A Frente Parlamentar da Agropecuária (FPA) cobrou nesta segunda-feira (14) do governo e do Congresso a implementação efetiva da medida provisória que permite renegociar mais de R$ 100 bilhões em dívidas de produtores rurais. Segundo a entidade, o dinheiro não está chegando na velocidade necessária, sobretudo a pequenos produtores.
A FPA aponta entraves concretos. Entre eles, a exigência de laudo agronômico para comprovar perdas passadas, a revisão de garantias cobradas do produtor, a cobrança de taxa de entrada para prorrogar prazos e custos operacionais extras.

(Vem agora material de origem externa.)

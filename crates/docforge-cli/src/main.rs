//! docforge - documentation-grounded code synthesis
//!
//! | Command | Description |
//! |---------|-------------|
//! | `docforge dump [module]` | Print the scanned API surface as JSON |
//! | `docforge modules` | List registered modules |
//! | `docforge index [--rebuild]` | Build or refresh the persisted index |
//! | `docforge ask <query>` | Answer a single request |
//! | `docforge` / `docforge chat` | Interactive loop, `exit` to quit |

mod chat;

use std::path::PathBuf;

use anyhow::{Context, Result};
use clap::{Parser, Subcommand};
use docforge_core::{AppContext, ApiSurfaceScanner, Config, ModuleCatalog};
use tracing::debug;
use tracing_subscriber::EnvFilter;

#[derive(Parser, Debug)]
#[command(name = "docforge")]
#[command(about = "Generate code from a module's own documentation")]
#[command(version)]
struct Cli {
    /// Path to configuration file (default: ~/.docforge/config.toml)
    #[arg(short, long, global = true)]
    config: Option<PathBuf>,

    /// Module to document, overriding the configured one
    #[arg(short, long, global = true)]
    module: Option<String>,

    /// Index location, overriding the configured one
    #[arg(long, global = true)]
    index: Option<PathBuf>,

    /// Generator model, overriding the configured one
    #[arg(long, global = true)]
    model: Option<String>,

    #[command(subcommand)]
    command: Option<Command>,
}

#[derive(Subcommand, Debug, PartialEq)]
enum Command {
    /// Print the documented API surface of a module as JSON
    Dump { module: Option<String> },
    /// List modules that can be scanned
    Modules,
    /// Build the index, or load it if present
    Index {
        /// Discard any existing index and rebuild it
        #[arg(long)]
        rebuild: bool,
    },
    /// Answer one request and exit
    Ask {
        #[arg(required = true)]
        query: Vec<String>,
    },
    /// Interactive question loop
    Chat,
}

impl Cli {
    fn resolve_config(&self) -> Result<Config> {
        let mut config = Config::load(self.config.as_deref())?;
        if let Some(module) = &self.module {
            config.module = module.clone();
        }
        if let Some(index) = &self.index {
            config.index_path = index.clone();
        }
        if let Some(model) = &self.model {
            config.generator.model = model.clone();
        }
        Ok(config)
    }
}

fn init_logging() {
    let filter =
        EnvFilter::try_from_default_env().unwrap_or_else(|_| EnvFilter::new("docforge=info"));
    tracing_subscriber::fmt()
        .with_env_filter(filter)
        .with_writer(std::io::stderr)
        .init();
}

#[tokio::main]
async fn main() -> Result<()> {
    let cli = Cli::parse();
    init_logging();

    let config = cli.resolve_config()?;
    let catalog = ModuleCatalog::with_builtin();

    let command = cli.command.unwrap_or(Command::Chat);
    debug!("Running {:?} for module '{}'", command, config.module);

    match command {
        Command::Dump { module } => {
            let module = module.unwrap_or(config.module);
            let entries = ApiSurfaceScanner::new(&catalog).scan(&module)?;
            let json = serde_json::to_string_pretty(&entries)
                .context("Failed to serialize documentation")?;
            println!("{json}");
        }
        Command::Modules => {
            for name in catalog.names() {
                println!("{name}");
            }
        }
        Command::Index { rebuild } => {
            let context = AppContext::initialize(config, &catalog, None, rebuild).await?;
            let index = context.knowledge().index();
            println!(
                "{} documents indexed with {} at {}",
                index.len(),
                index.embedder_name(),
                context.config().index_path.display()
            );
        }
        Command::Ask { query } => {
            let sink = chat::stdout_sink(config.generator.stream);
            let context = AppContext::initialize(config, &catalog, sink, false).await?;
            chat::answer(&context, &query.join(" ")).await?;
        }
        Command::Chat => {
            let sink = chat::stdout_sink(config.generator.stream);
            let context = AppContext::initialize(config, &catalog, sink, false).await?;
            chat::run(&context).await?;
        }
    }

    Ok(())
}
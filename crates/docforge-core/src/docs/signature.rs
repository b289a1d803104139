//! Doc string signature parsing
//!
//! The first non-empty line of a doc string is read as a call signature
//! (`name(a: int, b) -> bool`), the remaining lines as prose. Parsing never
//! fails: malformed documentation degrades to the sentinel values.

use super::entry::{ParamMap, ANY_TYPE, NO_DESCRIPTION, UNKNOWN_TYPE};

/// Result of parsing one doc string
#[derive(Debug, Clone, PartialEq, Eq)]
pub struct ParsedDoc {
    pub description: String,
    pub parameters: ParamMap,
    pub return_type: String,
}

impl ParsedDoc {
    fn empty() -> Self {
        Self {
            description: NO_DESCRIPTION.to_string(),
            parameters: ParamMap::new(),
            return_type: UNKNOWN_TYPE.to_string(),
        }
    }

    /// False when the description is blank or the placeholder sentinel
    pub fn has_description(&self) -> bool {
        let description = self.description.trim();
        !description.is_empty() && !description.eq_ignore_ascii_case(NO_DESCRIPTION)
    }
}

/// Parser for signature-style doc strings
pub struct SignatureParser;

impl SignatureParser {
    /// Parse a doc string into description, parameters and return type
    pub fn parse(doc: Option<&str>) -> ParsedDoc {
        let Some(doc) = doc else {
            return ParsedDoc::empty();
        };

        let lines: Vec<&str> = doc
            .split(['\n', '\r'])
            .map(str::trim)
            .filter(|line| !line.is_empty())
            .collect();

        let Some((signature, prose)) = lines.split_first() else {
            return ParsedDoc::empty();
        };

        let description = if prose.is_empty() {
            NO_DESCRIPTION.to_string()
        } else {
            prose.join(" ")
        };

        let (parameters, return_type) = parse_signature_line(signature);

        ParsedDoc {
            description,
            parameters,
            return_type,
        }
    }
}

/// Extract parameters and return type from a signature line
///
/// The parameter list runs from the first `(` to its balanced `)`, so
/// nested types like `List[Tuple[int, int]]` stay whole.
fn parse_signature_line(line: &str) -> (ParamMap, String) {
    let mut parameters = ParamMap::new();

    let Some(open) = line.find('(') else {
        return (parameters, UNKNOWN_TYPE.to_string());
    };
    let Some(close) = matching_paren(line, open) else {
        return (parameters, UNKNOWN_TYPE.to_string());
    };

    for token in split_top_level(&line[open + 1..close]) {
        let token = token.trim();
        if token.is_empty() || token == "self" {
            continue;
        }
        match token.split_once(':') {
            Some((name, ty)) => {
                let name = name.trim();
                if name.is_empty() || name == "self" {
                    continue;
                }
                parameters.insert(name.to_string(), ty.trim().to_string());
            }
            None => {
                parameters.insert(token.to_string(), ANY_TYPE.to_string());
            }
        }
    }

    let return_type = line[close + 1..]
        .trim_start()
        .strip_prefix("->")
        .map(str::trim)
        .filter(|ty| !ty.is_empty())
        .unwrap_or(UNKNOWN_TYPE)
        .to_string();

    (parameters, return_type)
}

/// Byte index of the `)` closing the `(` at `open`
fn matching_paren(line: &str, open: usize) -> Option<usize> {
    let mut depth = 0usize;
    for (idx, ch) in line[open..].char_indices() {
        match ch {
            '(' => depth += 1,
            ')' => {
                depth -= 1;
                if depth == 0 {
                    return Some(open + idx);
                }
            }
            _ => {}
        }
    }
    None
}

/// Split on commas that are not nested inside brackets
fn split_top_level(params: &str) -> Vec<&str> {
    let mut parts = Vec::new();
    let mut depth = 0usize;
    let mut start = 0;

    for (idx, ch) in params.char_indices() {
        match ch {
            '(' | '[' | '{' => depth += 1,
            ')' | ']' | '}' => depth = depth.saturating_sub(1),
            ',' if depth == 0 => {
                parts.push(&params[start..idx]);
                start = idx + 1;
            }
            _ => {}
        }
    }
    parts.push(&params[start..]);
    parts
}

#[cfg(test)]
mod tests {
    use super::*;

    fn assert_empty(parsed: &ParsedDoc) {
        assert_eq!(parsed.description, "No description");
        assert!(parsed.parameters.is_empty());
        assert_eq!(parsed.return_type, "Unknown");
    }

    #[test]
    fn test_missing_and_blank_docs() {
        assert_empty(&SignatureParser::parse(None));
        assert_empty(&SignatureParser::parse(Some("")));
        assert_empty(&SignatureParser::parse(Some("   \n\t\n  ")));
    }

    #[test]
    fn test_typed_and_untyped_parameters() {
        let parsed = SignatureParser::parse(Some("f(a: int, b) -> bool\nDoes a thing."));
        assert_eq!(parsed.description, "Does a thing.");
        assert_eq!(parsed.parameters.get("a").map(String::as_str), Some("int"));
        assert_eq!(parsed.parameters.get("b").map(String::as_str), Some("Any"));
        assert_eq!(parsed.parameters.len(), 2);
        assert_eq!(parsed.return_type, "bool");
    }

    #[test]
    fn test_description_lines_joined() {
        let doc = "
            add_cube(self, pos: Vec3) -> Entity

            Add a cube to the scene
              at the given position.
        ";
        let parsed = SignatureParser::parse(Some(doc));
        assert_eq!(
            parsed.description,
            "Add a cube to the scene at the given position."
        );
        assert_eq!(parsed.return_type, "Entity");
    }

    #[test]
    fn test_signature_without_parentheses() {
        let parsed = SignatureParser::parse(Some("render -> None\nDraw the frame."));
        assert!(parsed.parameters.is_empty());
        assert_eq!(parsed.return_type, "Unknown");
        assert_eq!(parsed.description, "Draw the frame.");
    }

    #[test]
    fn test_self_is_never_a_parameter() {
        let parsed = SignatureParser::parse(Some("m(self, x: int, self: Foo)\nText"));
        assert!(!parsed.parameters.contains_key("self"));
        assert_eq!(parsed.parameters.len(), 1);
    }

    #[test]
    fn test_signature_only_has_no_description() {
        let parsed = SignatureParser::parse(Some("clear(self) -> None"));
        assert_eq!(parsed.description, "No description");
        assert!(!parsed.has_description());
        assert_eq!(parsed.return_type, "None");
    }

    #[test]
    fn test_nested_brackets_stay_whole() {
        let parsed = SignatureParser::parse(Some(
            "f(x: List[Tuple[int,int]], cb: Callable[[int], None]) -> None\nNested.",
        ));
        assert_eq!(parsed.parameters.get("x").map(String::as_str), Some("List[Tuple[int,int]]"));
        assert_eq!(parsed.parameters.get("cb").map(String::as_str), Some("Callable[[int], None]"));
        assert_eq!(parsed.return_type, "None");
    }

    #[test]
    fn test_type_split_on_first_colon_only() {
        let parsed = SignatureParser::parse(Some("f(x: a:b)\nText"));
        assert_eq!(parsed.parameters.get("x").map(String::as_str), Some("a:b"));
    }

    #[test]
    fn test_unbalanced_parentheses_degrade() {
        let parsed = SignatureParser::parse(Some("f(a: int -> bool\nText"));
        assert!(parsed.parameters.is_empty());
        assert_eq!(parsed.return_type, "Unknown");
    }

    #[test]
    fn test_trailing_text_without_arrow() {
        let parsed = SignatureParser::parse(Some("f(a) returns nothing\nText"));
        assert_eq!(parsed.parameters.get("a").map(String::as_str), Some("Any"));
        assert_eq!(parsed.return_type, "Unknown");
    }

    #[test]
    fn test_carriage_returns_separate_lines() {
        let parsed = SignatureParser::parse(Some("f(a)\rDoes a thing."));
        assert_eq!(parsed.description, "Does a thing.");
        assert_eq!(parsed.parameters.get("a").map(String::as_str), Some("Any"));

        let parsed = SignatureParser::parse(Some("f(a) -> int\r\nFirst.\r\nSecond."));
        assert_eq!(parsed.description, "First. Second.");
        assert_eq!(parsed.return_type, "int");
    }

    #[test]
    fn test_sentinel_description_is_case_insensitive() {
        let parsed = SignatureParser::parse(Some("f()\n  NO DESCRIPTION  "));
        assert!(!parsed.has_description());
    }
}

A Medida Provisória 1.376/2026, editada pelo presidente Lula em 15 de julho, autoriza linhas de crédito para liquidar ou amortizar dívidas e Cédulas de Produto Rural de quem perdeu safra ou renda entre 2019 e 2025.
O volume de dívidas passíveis de renegociação foi estimado pelo Ministério da Fazenda em mais de R$ 100 bilhões, com um fundo de garantia de R$ 2 bilhões bancado pela União.
As taxas oferecidas vão de 5% a 12% ao ano para agricultura familiar e pequenos e médios produtores, com linhas de até R$ 8 milhões para grandes produtores. O crédito rural no mercado, à época em que a MP foi editada, cobrava 14,25% ao ano.
Na prática, quem consegue entrar no programa escapa da taxa que o mercado está cobrando agora, diferença que pode decidir se a próxima safra sai do papel.
"Um acordo possível", disse a senadora Tereza Cristina (PP-MS) em julho, ao defender tramitação rápida da MP para que o crédito chegasse a tempo do Plano Safra.
O que acontece agora
O prazo para contratar as linhas de crédito da MP termina em 12 de novembro. A FPA quer que o relator, deputado Paulo Pimenta (PT-RS), ajuste o texto antes da votação para reduzir as exigências que hoje travam a renegociação.